Visa International president Edmund Jensen called the IBM deal "an example of Visa's complementary role" in a context similar to that of its alliance announced last year with another technology heavyweight, Microsoft Corp. That effort, aimed at developing security for card transactions on open computer networks like the Internet, created controversy when it appeared for on-line relationships with consumers.

Visa quieted that criticism by explaining to bankers that Microsoft was well suited to the task, and by committing to share the results for the project with MasterCard and others. Also, Microsoft may seem less of a threat now that it has terminated plans to acquire Intuit Inc., maker of the most popular software program for personal financial management.

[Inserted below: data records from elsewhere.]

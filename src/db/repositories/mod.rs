//! Database repositories
//!
//! Repository pattern implementations for database access.
//! Each repository handles CRUD operations for a specific entity; joins
//! across entities are exposed as named methods.

pub mod comment;
pub mod post;
pub mod tag;
pub mod user;

pub use comment::{CommentRepository, SqlxCommentRepository};
pub use post::{PostRepository, SqlxPostRepository};
pub use tag::{SqlxTagRepository, TagRepository};
pub use user::{SqlxUserRepository, UserRepository};
//! # gqlx_core
//!
//! Transport-agnostic GraphQL over HTTP.
//!
//! This crate sits between an HTTP server and a GraphQL execution engine:
//!
//! - [`process`]: classifies a request (method, query, operation kind),
//!   runs the pluggable engine and yields exactly one [`ResultVariant`]
//! - [`framer`]: renders that variant as a JSON document, a
//!   `multipart/mixed` stream or a `text/event-stream`
//!
//! No execution engine is bundled. `parse` and `validate` default to the
//! async-graphql parser and the built-in rules; `execute` is supplied by
//! the caller.
//!
//! ```
//! use gqlx_core::prelude::*;
//! use serde_json::json;
//!
//! # let runtime = tokio::runtime::Builder::new_current_thread().build().unwrap();
//! # runtime.block_on(async {
//! let processor = Processor::builder((), |_args| async {
//!     Ok(ExecutionResult::data(json!({ "hello": "world" })).into())
//! })
//! .build();
//!
//! let request = Request::post(json!({ "query": "{ hello }" }));
//! let params = GraphQLParams::from_request(&request);
//! let framed = render(processor.process_request(&request, params).await);
//!
//! assert_eq!(framed.status, 200);
//! assert_eq!(framed.header("content-type"), Some("application/json"));
//! # });
//! ```

pub mod context;
pub mod engine;
pub mod error;
pub mod framer;
pub mod process;
pub mod protocol;
pub mod request;
pub mod result;
pub mod stream;
pub mod validation;

pub use context::{Context, ExecutionContext, OperationKind, SelectedOperation};
pub use engine::{Engine, ExecutionArgs, ExecutionOutcome, SubscriptionOutcome};
pub use error::{BoxError, ErrorKind, GraphQLError, Location, PathSegment, RequestError};
pub use framer::{render, Body, FrameStream, FramedResponse};
pub use process::{
    process_request, FormatContext, ProcessRequestOptions, Processor, ProcessorBuilder,
    ProcessorConfig,
};
pub use protocol::{Accept, ResponseProtocol};
pub use request::{GraphQLParams, GraphQLQuery, Headers, JsonParam, Request};
pub use result::{
    ExecutionPatchResult, ExecutionResult, MultipartResponse, Push, Response, ResultVariant,
    StreamPayload,
};
pub use stream::{PayloadStream, Unsubscribe};

/// Prelude for common imports.
pub mod prelude {
    pub use crate::context::{Context, ExecutionContext, OperationKind};
    pub use crate::engine::{Engine, ExecutionArgs, ExecutionOutcome, SubscriptionOutcome};
    pub use crate::error::{BoxError, GraphQLError, RequestError};
    pub use crate::framer::{render, Body, FramedResponse};
    pub use crate::process::{Processor, ProcessorConfig};
    pub use crate::request::{GraphQLParams, Request};
    pub use crate::result::{ExecutionPatchResult, ExecutionResult, ResultVariant};
}
//! Response protocol negotiation from the `Accept` header.

use mediatype::{MediaType, MediaTypeList};
use std::fmt;

pub const APPLICATION_JSON: &str = "application/json";
pub const MULTIPART_MIXED: &str = "multipart/mixed";
pub const TEXT_EVENT_STREAM: &str = "text/event-stream";

/// How a result is framed on the wire.
#[derive(Debug, Clone, Copy, PartialEq, Eq, Hash)]
pub enum ResponseProtocol {
    /// A single JSON document.
    Json,
    /// `multipart/mixed` parts, one per patch.
    Multipart,
    /// Server-sent events, one per payload.
    EventStream,
}

impl ResponseProtocol {
    pub const fn media_type(&self) -> &'static str {
        match self {
            Self::Json => APPLICATION_JSON,
            Self::Multipart => MULTIPART_MIXED,
            Self::EventStream => TEXT_EVENT_STREAM,
        }
    }
}

impl fmt::Display for ResponseProtocol {
    fn fmt(&self, f: &mut fmt::Formatter<'_>) -> fmt::Result {
        f.write_str(self.media_type())
    }
}

/// The media types listed by `Accept` headers, in order.
///
/// Parameters (`;q=0.9`, `;charset=...`) are dropped and quality values
/// are not ranked: the order the client wrote is the order of preference.
/// Entries that do not parse as media types are skipped.
#[derive(Debug, Clone, Default, PartialEq, Eq)]
pub struct Accept {
    media_types: Vec<String>,
}

impl Accept {
    /// Parses a single `Accept` header value.
    pub fn parse(header: &str) -> Self {
        Self::from_values([header])
    }

    /// Parses every value of a repeated `Accept` header, in order.
    pub fn from_values<'a, I>(values: I) -> Self
    where
        I: IntoIterator<Item = &'a str>,
    {
        let media_types = values
            .into_iter()
            .flat_map(MediaTypeList::new)
            .filter_map(Result::ok)
            .map(|media_type| essence(&media_type))
            .collect();
        Self { media_types }
    }

    /// Returns true if the exact media type is listed.
    ///
    /// Wildcards never count: `*/*` accepts everything but prefers nothing.
    pub fn lists(&self, media_type: &str) -> bool {
        self.position(media_type).is_some()
    }

    pub fn media_types(&self) -> impl Iterator<Item = &str> {
        self.media_types.iter().map(String::as_str)
    }

    pub fn is_empty(&self) -> bool {
        self.media_types.is_empty()
    }

    /// Protocol for the incremental results of a query or mutation.
    ///
    /// Event streams are used when `text/event-stream` is listed and
    /// `multipart/mixed` is not listed before it. Multipart is the default.
    pub fn streaming_protocol(&self) -> ResponseProtocol {
        match (self.position(TEXT_EVENT_STREAM), self.position(MULTIPART_MIXED)) {
            (Some(sse), Some(multipart)) if multipart < sse => ResponseProtocol::Multipart,
            (Some(_), _) => ResponseProtocol::EventStream,
            (None, _) => ResponseProtocol::Multipart,
        }
    }

    /// Protocol for a subscription answered with a single result.
    ///
    /// Subscriptions stream as events regardless of `Accept`. Only a client
    /// that asked for `application/json` and not for `text/event-stream`
    /// gets a one-shot result as plain JSON.
    pub fn subscription_protocol(&self) -> ResponseProtocol {
        if self.lists(APPLICATION_JSON) && !self.lists(TEXT_EVENT_STREAM) {
            ResponseProtocol::Json
        } else {
            ResponseProtocol::EventStream
        }
    }

    fn position(&self, media_type: &str) -> Option<usize> {
        self.media_types.iter().position(|listed| listed == media_type)
    }
}

fn essence(media_type: &MediaType<'_>) -> String {
    let mut essence = format!("{}/{}", media_type.ty.as_str(), media_type.subty.as_str());
    if let Some(suffix) = &media_type.suffix {
        essence.push('+');
        essence.push_str(suffix.as_str());
    }
    essence.make_ascii_lowercase();
    essence
}

#[cfg(test)]
mod tests {
    use super::*;

    #[test]
    fn test_parse_strips_parameters() {
        let accept = Accept::parse("Application/JSON; charset=utf-8, text/event-stream;q=0.5, */*");
        assert_eq!(
            accept.media_types().collect::<Vec<_>>(),
            vec!["application/json", "text/event-stream", "*/*"]
        );
        assert!(Accept::default().is_empty());
        assert!(Accept::parse("not a media type").is_empty());
    }

    #[test]
    fn test_parse_keeps_suffix() {
        let accept = Accept::parse("application/graphql-response+json");
        assert!(accept.lists("application/graphql-response+json"));
        assert!(!accept.lists(APPLICATION_JSON));
    }

    #[test]
    fn test_from_values_reads_every_header() {
        let accept = Accept::from_values(["application/json", "text/event-stream"]);
        assert!(accept.lists(APPLICATION_JSON));
        assert!(accept.lists(TEXT_EVENT_STREAM));
        assert_eq!(accept.streaming_protocol(), ResponseProtocol::EventStream);
        assert_eq!(accept.subscription_protocol(), ResponseProtocol::EventStream);
    }

    #[test]
    fn test_streaming_protocol() {
        let protocol = |header: &str| Accept::parse(header).streaming_protocol();

        assert_eq!(Accept::default().streaming_protocol(), ResponseProtocol::Multipart);
        assert_eq!(protocol("*/*"), ResponseProtocol::Multipart);
        assert_eq!(protocol("text/event-stream"), ResponseProtocol::EventStream);
        assert_eq!(
            protocol("application/json, text/event-stream"),
            ResponseProtocol::EventStream
        );
        assert_eq!(
            protocol("multipart/mixed, text/event-stream"),
            ResponseProtocol::Multipart
        );
        assert_eq!(
            protocol("text/event-stream, multipart/mixed"),
            ResponseProtocol::EventStream
        );
    }

    #[test]
    fn test_subscription_protocol() {
        let protocol = |header: &str| Accept::parse(header).subscription_protocol();

        assert_eq!(Accept::default().subscription_protocol(), ResponseProtocol::EventStream);
        assert_eq!(protocol("*/*"), ResponseProtocol::EventStream);
        assert_eq!(protocol("application/json"), ResponseProtocol::Json);
        assert_eq!(
            protocol("application/json, text/event-stream"),
            ResponseProtocol::EventStream
        );
    }
}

The IBM arrangement is not likely to raise Microsoft-like hackles. IBM is a known quantity in banking, long a principal vendor to Visa and most of its key members.

But the relationship between Visa and the unit that markets itself as the IBM Global Network covers territory very different from that of traditional mainframe computing. Mr. Jensen and other Visa executives spoke in almost revolutionary terms about how it will change communications with member banks and give them more immediate, competitive advantages in serving cardholders and merchants.

William Chenevich, Visa's group executive vice president for systems, said it would have taken two to three years to build what the IBM Global Network already makes possible: "One common delivery system for VisaVue and a host of other services" and "communication to the desktops of all Visa members."

IBM Global Network describes itself as "the world's largest integrated data and video network," with users in more than 700 cities and 100 countries. The system was developed by Advantis, originally an equal partnership of IBM and Sears, Roebuck and Co., in which Sears retains a minority interest.

Mr. Chenevich said IBM's functionality and promised speed of implementation were critical selection criteria. While IBM has "existing on-line service capability," other candidates like AT&T, MCI, and Microsoft "are all focused on getting their basic business up."

"We were looking for a provider that could make their existing infrastructure available to us on a private-label basis," the systems executive said. "IBM had a functionality advantage and could commit to an expansion of the Prodigy platform, having made the move to client/server over the last two years."

Client/server is a departure from mainframe computing, replacing centralization of computer power with relatively small workstations tied together in networks. Mr. Chenevich, who has a long-term plan to move much of Visa's processing toward client/server, said he expects to have pilots running on the IBM network in selected cities by the fourth quarter and all existing services, including the target marketing and portfolio management tools in VisaVue, converted for on-line PC delivery within 18 months.

In demonstrations at the meeting in Milan, which attracted Visa board members from all six association regions, the system was described as a "launch pad" for numerous services, ranging from the catalogue of bank identification numbers, currently stored in CD-ROM, to electronic mail. Fraud alerts, currently distributed via a General Electric Co. network, will move to the launch pad.

Visa said that its delivery of risk management "information on demand" to desktop computers beginning early this year has helped members save about $80 million from the use of preventive neural network technology.

"By leveraging card transaction data and economies of scale, we can deliver to the member banks' desktops an array of information products and services while still protecting consumer privacy and confidentiality of members' information," said Francois Dutray, group executive vice president, products. "Members will be empowered to strengthen customer relationships, improve operating efficiencies, and reduce their exposure to risk - positively impacting bottom-line results while providing additional services to cardholders."